The Filioque, Constantinople II, and Common Sense Arguments Against Roman Catholicism – Examined (Part 2)


I received some comments which said I did not directly address Craig Truglia’s 2 main points, namely, that the Creed of 381 from Constantinople 879-80’s horos is irreformable, and that the assent to the Conciliarism of the final sentence at the Council of Constantinople 553. I intend to be concentrate on these two issues more below, but my Part 1 is still essential information for the surrounding context.
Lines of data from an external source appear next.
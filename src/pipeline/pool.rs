//! Bounded task pool for blocking jobs.
//!
//! Every job here blocks: an external tool runs for seconds, or a
//! classification pass chews through megapixels. Jobs therefore run on
//! tokio's blocking thread pool via `spawn_blocking`, and a `futures` stream
//! bounds how many are in flight:
//!
//! ```text
//! Parallel:  stream::iter(jobs) ─▶ map(spawn_blocking) ─▶ buffer_unordered(cap)
//! Serial:    stream::iter(jobs) ─▶ then(spawn_blocking)          (one at a time)
//! ```
//!
//! `buffer_unordered` refills a slot the moment any job finishes, so there is
//! no polling loop to reclaim slots, and it drains every remaining job before
//! the stream ends.
//!
//! ## Progress contract
//!
//! Each job completes exactly one work unit on the shared
//! [`ProgressState`], success or failure, including a panicking job.
//! Results come back in completion order; jobs must carry their own identity
//! (page number, image path) instead of reading a shared counter.

use crate::config::ExecutionMode;
use crate::error::JobError;
use crate::progress::ProgressState;
use futures::stream::{self, StreamExt};
use std::sync::Arc;
use tracing::debug;

/// Runs batches of independent blocking jobs under a concurrency cap.
#[derive(Debug, Clone)]
pub struct TaskPool {
    cap: usize,
    mode: ExecutionMode,
    progress: Arc<ProgressState>,
}

impl TaskPool {
    /// `cap` is floored at 1; [`ExecutionMode::Serial`] ignores it.
    pub fn new(cap: usize, mode: ExecutionMode, progress: Arc<ProgressState>) -> Self {
        Self {
            cap: cap.max(1),
            mode,
            progress,
        }
    }

    /// Effective number of jobs allowed in flight.
    pub fn cap(&self) -> usize {
        match self.mode {
            ExecutionMode::Parallel => self.cap,
            ExecutionMode::Serial => 1,
        }
    }

    /// Count a unit that needed no job (unsupported document, missing page count).
    pub fn record_skipped(&self) {
        self.progress.complete_unit();
    }

    /// Run `work` over every job and collect the results.
    ///
    /// Serial mode preserves submission order in the output; parallel mode
    /// returns results in completion order.
    pub async fn run<J, T, F>(&self, jobs: Vec<J>, work: F) -> Vec<Result<T, JobError>>
    where
        J: Send + 'static,
        T: Send + 'static,
        F: Fn(J) -> Result<T, JobError> + Send + Sync + 'static,
    {
        if jobs.is_empty() {
            return Vec::new();
        }
        debug!("Task pool: {} jobs, mode={:?}, cap={}", jobs.len(), self.mode, self.cap());

        let work = Arc::new(work);
        let progress = Arc::clone(&self.progress);
        let job_stream = stream::iter(jobs);

        match self.mode {
            ExecutionMode::Parallel => {
                job_stream
                    .map(|job| run_one(Arc::clone(&work), Arc::clone(&progress), job))
                    .buffer_unordered(self.cap)
                    .collect()
                    .await
            }
            ExecutionMode::Serial => {
                job_stream
                    .then(|job| run_one(Arc::clone(&work), Arc::clone(&progress), job))
                    .collect()
                    .await
            }
        }
    }
}

async fn run_one<J, T, F>(work: Arc<F>, progress: Arc<ProgressState>, job: J) -> Result<T, JobError>
where
    J: Send + 'static,
    T: Send + 'static,
    F: Fn(J) -> Result<T, JobError> + Send + Sync + 'static,
{
    let result = tokio::task::spawn_blocking(move || work(job))
        .await
        .unwrap_or_else(|e| {
            Err(JobError::WorkerPanicked {
                detail: e.to_string(),
            })
        });
    progress.complete_unit();
    result
}

#[cfg(test)]
mod tests {
    use super::*;
    use std::sync::atomic::{AtomicUsize, Ordering};
    use std::sync::Mutex;
    use std::time::Duration;

    fn pool(cap: usize, mode: ExecutionMode) -> (TaskPool, Arc<ProgressState>) {
        let progress = Arc::new(ProgressState::new(100));
        (TaskPool::new(cap, mode, Arc::clone(&progress)), progress)
    }

    #[tokio::test]
    async fn every_job_counts_once_even_on_failure() {
        let (pool, progress) = pool(4, ExecutionMode::Parallel);
        let results = pool
            .run((0..10).collect(), |i: usize| {
                if i % 3 == 0 {
                    Err(JobError::ToolExecutionFailure {
                        tool: "fake".into(),
                        detail: format!("job {i}"),
                    })
                } else {
                    Ok(i)
                }
            })
            .await;
        assert_eq!(results.len(), 10);
        assert_eq!(results.iter().filter(|r| r.is_err()).count(), 4);
        assert_eq!(progress.processed(), 10);
    }

    #[tokio::test]
    async fn parallel_respects_the_cap() {
        let (pool, _) = pool(3, ExecutionMode::Parallel);
        let active = Arc::new(AtomicUsize::new(0));
        let peak = Arc::new(AtomicUsize::new(0));
        let (a, p) = (Arc::clone(&active), Arc::clone(&peak));
        pool.run((0..12).collect(), move |_: usize| {
            let now = a.fetch_add(1, Ordering::SeqCst) + 1;
            p.fetch_max(now, Ordering::SeqCst);
            std::thread::sleep(Duration::from_millis(20));
            a.fetch_sub(1, Ordering::SeqCst);
            Ok(())
        })
        .await;
        let peak = peak.load(Ordering::SeqCst);
        assert!(peak >= 1 && peak <= 3, "peak concurrency was {peak}");
    }

    #[tokio::test]
    async fn serial_runs_in_submission_order() {
        let (pool, progress) = pool(8, ExecutionMode::Serial);
        assert_eq!(pool.cap(), 1);
        let seen = Arc::new(Mutex::new(Vec::new()));
        let s = Arc::clone(&seen);
        let results = pool
            .run((0..6).collect(), move |i: usize| {
                s.lock().unwrap().push(i);
                Ok(i * 10)
            })
            .await;
        assert_eq!(*seen.lock().unwrap(), vec![0, 1, 2, 3, 4, 5]);
        let values: Vec<usize> = results.into_iter().map(|r| r.unwrap()).collect();
        assert_eq!(values, vec![0, 10, 20, 30, 40, 50]);
        assert_eq!(progress.processed(), 6);
    }

    #[tokio::test]
    async fn panicking_job_is_reported_and_counted() {
        let (pool, progress) = pool(2, ExecutionMode::Parallel);
        let results = pool
            .run(vec![1usize, 2], |i: usize| {
                if i == 2 {
                    panic!("boom");
                }
                Ok(i)
            })
            .await;
        assert_eq!(progress.processed(), 2);
        assert!(results
            .iter()
            .any(|r| matches!(r, Err(JobError::WorkerPanicked { .. }))));
    }

    #[test]
    fn runs_on_a_current_thread_runtime() {
        let (pool, progress) = pool(4, ExecutionMode::Parallel);
        let results = tokio_test::block_on(pool.run(vec![1usize, 2, 3], |i| Ok(i + 1)));
        let mut values: Vec<usize> = results.into_iter().map(|r| r.unwrap()).collect();
        values.sort();
        assert_eq!(values, vec![2, 3, 4]);
        assert_eq!(progress.processed(), 3);
    }

    #[tokio::test]
    async fn empty_batch_counts_nothing() {
        let (pool, progress) = pool(2, ExecutionMode::Parallel);
        let results = pool.run(Vec::<usize>::new(), |i| Ok(i)).await;
        assert!(results.is_empty());
        assert_eq!(progress.processed(), 0);
    }
}
//! End-to-end integration tests for edgequake-figex.
//!
//! These tests use real documents in `./test_cases/` and the real external
//! tools (poppler-utils, djvulibre, libreoffice, tesseract). They are gated
//! behind the `E2E_ENABLED` environment variable so they do not run in CI
//! unless explicitly requested.
//!
//! Run with:
//!   E2E_ENABLED=1 cargo test --test e2e -- --nocapture

use edgequake_figex::{
    extract, plan, probe_capabilities, ExecutionMode, ExtractionConfig, RunReport, Strategy,
};
use std::path::PathBuf;

// ── Test helpers ─────────────────────────────────────────────────────────────

fn test_cases_dir() -> PathBuf {
    PathBuf::from(env!("CARGO_MANIFEST_DIR")).join("test_cases")
}

/// Skip this test if E2E_ENABLED is not set *or* no document at `path`.
macro_rules! e2e_skip_unless_ready {
    ($path:expr) => {{
        if std::env::var("E2E_ENABLED").is_err() {
            println!("SKIP — set E2E_ENABLED=1 to run e2e tests");
            return;
        }
        let p: PathBuf = $path;
        if !p.exists() {
            println!("SKIP — test file not found: {}", p.display());
            return;
        }
        p
    }};
}

fn init_tracing() {
    let _ = tracing_subscriber::fmt()
        .with_env_filter(
            tracing_subscriber::EnvFilter::try_from_default_env()
                .unwrap_or_else(|_| tracing_subscriber::EnvFilter::new("info")),
        )
        .with_test_writer()
        .try_init();
}

fn print_report(report: &RunReport) {
    for doc in &report.documents {
        println!(
            "{} [{}] → {} image(s), {} figure(s)",
            doc.path.display(),
            doc.strategy,
            doc.page_images.len(),
            doc.figures.len()
        );
        for f in &doc.failures {
            println!("   ✗ {f}");
        }
    }
}

// ── Tests ────────────────────────────────────────────────────────────────────

#[tokio::test]
async fn test_probe_reports_builtins() {
    if std::env::var("E2E_ENABLED").is_err() {
        println!("SKIP — set E2E_ENABLED=1 to run e2e tests");
        return;
    }
    let caps = probe_capabilities().await.unwrap();
    println!("{}", caps.summary());
    assert!(caps.extract_containers);
    assert!(caps.vision_toolkit);
}

#[tokio::test]
async fn test_vision_run_on_sample_pdf() {
    let pdf = e2e_skip_unless_ready!(test_cases_dir().join("sample.pdf"));
    init_tracing();
    let out = tempfile::tempdir().unwrap();
    let config = ExtractionConfig::builder()
        .output_root(out.path())
        .use_vision(true)
        .build()
        .unwrap();

    let report = extract(&[pdf], &config).await.unwrap();
    print_report(&report);

    assert_eq!(report.progress.processed, report.progress.total);
    let doc = &report.documents[0];
    if report.capabilities.render_pdf {
        assert_eq!(doc.strategy, Strategy::RenderThenDetect);
        assert!(!doc.page_images.is_empty());
    }
    for f in &doc.figures {
        assert!(f.path.exists(), "{} missing", f.path.display());
    }
}

#[tokio::test]
async fn test_serial_matches_parallel_on_sample_pdf() {
    let pdf = e2e_skip_unless_ready!(test_cases_dir().join("sample.pdf"));
    let mut names = Vec::new();
    for mode in [ExecutionMode::Serial, ExecutionMode::Parallel] {
        let out = tempfile::tempdir().unwrap();
        let config = ExtractionConfig::builder()
            .output_root(out.path())
            .use_vision(true)
            .execution(mode)
            .build()
            .unwrap();
        let report = extract(&[pdf.clone()], &config).await.unwrap();
        let mut n: Vec<String> = report.documents[0]
            .figures
            .iter()
            .map(|f| f.path.file_name().unwrap().to_string_lossy().into_owned())
            .collect();
        n.sort();
        names.push(n);
    }
    assert_eq!(names[0], names[1]);
}

#[tokio::test]
async fn test_unpack_sample_djvu() {
    let djvu = e2e_skip_unless_ready!(test_cases_dir().join("sample.djvu"));
    init_tracing();
    let out = tempfile::tempdir().unwrap();
    let config = ExtractionConfig::builder()
        .output_root(out.path())
        .build()
        .unwrap();

    let report = extract(&[djvu], &config).await.unwrap();
    print_report(&report);
    assert!(report.documents[0].figures.is_empty());
    assert_eq!(report.progress.percent, 100.0);
}

#[tokio::test]
async fn test_plan_sample_docx() {
    let docx = e2e_skip_unless_ready!(test_cases_dir().join("sample.docx"));
    let config = ExtractionConfig::builder().use_vision(true).build().unwrap();
    let plan = plan(&[docx], &config).await.unwrap();
    println!("{}", serde_json::to_string_pretty(&plan).unwrap());
    assert_eq!(plan.documents.len(), 1);
    assert!(plan.total_units >= 1);
}
//! Program-order identity of in-flight instructions.

use std::fmt;

use serde::Serialize;

/// Sequence number of a dynamic instruction.
///
/// Assigned at dispatch from a monotonically increasing counter, so ordering
/// of sequence numbers is program order. Sequence numbers are never reused,
/// which makes them safe to hold as non-owning references: a stale number
/// simply fails to resolve.
#[derive(Clone, Copy, Debug, Default, PartialEq, Eq, PartialOrd, Ord, Hash, Serialize)]
pub struct InstSeqNum(pub u64);

impl InstSeqNum {
    /// Returns the raw counter value.
    #[inline(always)]
    pub const fn val(self) -> u64 {
        self.0
    }

    /// Returns the sequence number following this one.
    #[inline]
    #[must_use]
    pub const fn next(self) -> Self {
        Self(self.0 + 1)
    }
}

impl fmt::Display for InstSeqNum {
    fn fmt(&self, f: &mut fmt::Formatter<'_>) -> fmt::Result {
        write!(f, "[sn:{}]", self.0)
    }
}

/// Hardware thread an instruction belongs to.
pub type ThreadId = u16;
//! Load/Store Unit (LSU).
//!
//! Reference [`MemoryBackend`]: a flat physical memory region. Every piece
//! of a (possibly split) access is bounds-checked against the region before
//! any byte moves, and every issued access is logged so a caller can see
//! exactly what reached memory and in what order.

use std::sync::{Arc, Mutex, MutexGuard, PoisonError};

use serde::Serialize;
use tracing::trace;

use crate::common::{AccessType, Fault, PhysAddr};
use crate::config::MemoryConfig;
use crate::core::translation::{MemoryBackend, TranslatedAccess};

/// One access as it reached memory.
#[derive(Clone, Debug, PartialEq, Eq, Serialize)]
pub struct IssuedAccess {
    /// Read or write.
    pub kind: AccessType,
    /// Load or store queue index supplied by the issuer.
    pub queue_idx: u16,
    /// Physical address and length of each piece, in address order.
    pub pieces: Vec<(PhysAddr, u32)>,
    /// Fault raised by the access, if any.
    pub fault: Option<Fault>,
}

#[derive(Debug)]
struct Region {
    base: u64,
    bytes: Vec<u8>,
    log: Vec<IssuedAccess>,
}

impl Region {
    /// Byte range of a piece inside the region, or `None` if it falls outside.
    fn span(&self, paddr: PhysAddr, size: u32) -> Option<std::ops::Range<usize>> {
        let start = paddr.0.checked_sub(self.base)? as usize;
        let end = start.checked_add(size as usize)?;
        (end <= self.bytes.len()).then_some(start..end)
    }

    fn check(&self, access: &TranslatedAccess, kind: AccessType) -> Option<Fault> {
        access.pieces().into_iter().find_map(|piece| match piece.paddr {
            Some(p) if self.span(p, piece.size).is_some() => None,
            Some(p) => Some(Fault::access_fault(p.0, kind)),
            None => Some(Fault::access_fault(piece.vaddr.0, kind)),
        })
    }
}

/// Flat RAM shared between a core and whoever inspects it.
///
/// Clones share the same storage and access log.
#[derive(Clone, Debug)]
pub struct FlatMemory {
    region: Arc<Mutex<Region>>,
}

impl FlatMemory {
    /// Creates zero-filled memory covering the configured region.
    ///
    /// # Arguments
    ///
    /// * `config` - Base physical address and size in bytes.
    pub fn new(config: &MemoryConfig) -> Self {
        Self {
            region: Arc::new(Mutex::new(Region {
                base: config.base,
                bytes: vec![0; config.size as usize],
                log: Vec::new(),
            })),
        }
    }

    fn region(&self) -> MutexGuard<'_, Region> {
        self.region.lock().unwrap_or_else(PoisonError::into_inner)
    }

    /// Copies `data` into memory at `paddr`, bypassing the access log.
    ///
    /// # Returns
    ///
    /// False if the range falls outside the region; nothing is written then.
    pub fn load_bytes(&self, paddr: PhysAddr, data: &[u8]) -> bool {
        let mut region = self.region();
        match region.span(paddr, data.len() as u32) {
            Some(range) => {
                region.bytes[range].copy_from_slice(data);
                true
            }
            None => false,
        }
    }

    /// Reads `len` bytes at `paddr` without logging an access.
    pub fn peek(&self, paddr: PhysAddr, len: u32) -> Option<Vec<u8>> {
        let region = self.region();
        region.span(paddr, len).map(|r| region.bytes[r].to_vec())
    }

    /// Reads the bytes covered by a translated access, in virtual order.
    pub fn read_bytes(&self, access: &TranslatedAccess) -> Option<Vec<u8>> {
        let region = self.region();
        let mut out = Vec::with_capacity(access.main.size as usize);
        for piece in access.pieces() {
            let range = region.span(piece.paddr?, piece.size)?;
            out.extend_from_slice(&region.bytes[range]);
        }
        Some(out)
    }

    /// Accesses issued so far, oldest first.
    pub fn accesses(&self) -> Vec<IssuedAccess> {
        self.region().log.clone()
    }
}

impl MemoryBackend for FlatMemory {
    fn read(&mut self, access: &TranslatedAccess, lq_idx: u16) -> Option<Fault> {
        let mut region = self.region();
        let fault = region.check(access, AccessType::Read);
        trace!(vaddr = %access.main.vaddr, size = access.main.size, lq_idx, ?fault, "read");
        region.log.push(IssuedAccess {
            kind: AccessType::Read,
            queue_idx: lq_idx,
            pieces: pieces_of(access),
            fault: fault.clone(),
        });
        fault
    }

    fn write(&mut self, access: &TranslatedAccess, data: &[u8], sq_idx: u16) -> Option<Fault> {
        let mut region = self.region();
        let fault = region.check(access, AccessType::Write).or_else(|| {
            (data.len() != access.main.size as usize)
                .then(|| Fault::access_fault(access.main.vaddr.0, AccessType::Write))
        });
        if fault.is_none() {
            let mut consumed = 0usize;
            for piece in access.pieces() {
                let len = piece.size as usize;
                if let Some(range) = piece.paddr.and_then(|p| region.span(p, piece.size))
                    && let Some(src) = data.get(consumed..consumed + len)
                {
                    region.bytes[range].copy_from_slice(src);
                }
                consumed += len;
            }
        }
        trace!(vaddr = %access.main.vaddr, size = access.main.size, sq_idx, ?fault, "write");
        region.log.push(IssuedAccess {
            kind: AccessType::Write,
            queue_idx: sq_idx,
            pieces: pieces_of(access),
            fault: fault.clone(),
        });
        fault
    }
}

fn pieces_of(access: &TranslatedAccess) -> Vec<(PhysAddr, u32)> {
    access
        .pieces()
        .into_iter()
        .map(|p| (p.paddr.unwrap_or_default(), p.size))
        .collect()
}
//! Mock backends with shared handles, so tests can script and inspect them
//! after handing them to a CPU.
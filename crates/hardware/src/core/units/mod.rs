//! Reference backends.
//!
//! The core talks to address translation and memory through traits; these
//! units are the implementations used by the command-line driver and the
//! test suite.

/// Flat physical memory implementing the memory backend.
pub mod lsu;

/// Memory Management Unit with TLB and page table walker.
pub mod mmu;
(1) Creedal formulae can be reformed by legitimate authority, as evidenced by the Council of Ephesus canon 7. Catholics appeal to Papal supremacy as a source of legitimate authority. As it stands, there is a *negative* form of Papal supremacy which follows synodal and episcopal decisions, and that is particularly what happened with the Council of Lyons (1274) and Florence (1440s). The Filioquist-Creed pre-dated Roman intervention in the West, and the Popes had decided that this would remain illegal until a certain point. Were there less than charitable and/or justified means in procuring the filioque in the creed? Of course. But that does not make it illegitimate, or negligible on the part of the Church. In Canon Law tradition of the Latin West, it has been widely considered that a Pope cannot bind all of his successors to a disciplinary rule, and the Creed of 381 is just that, a disciplinary rule. So, in short, the strict lock on the creed of 381 given by the Synod of C’ple 879 has just as much authority as an Ecumenical Council, which can therefore be revised according to the same authority, i.e. an Ecumenical Council or Papal decree.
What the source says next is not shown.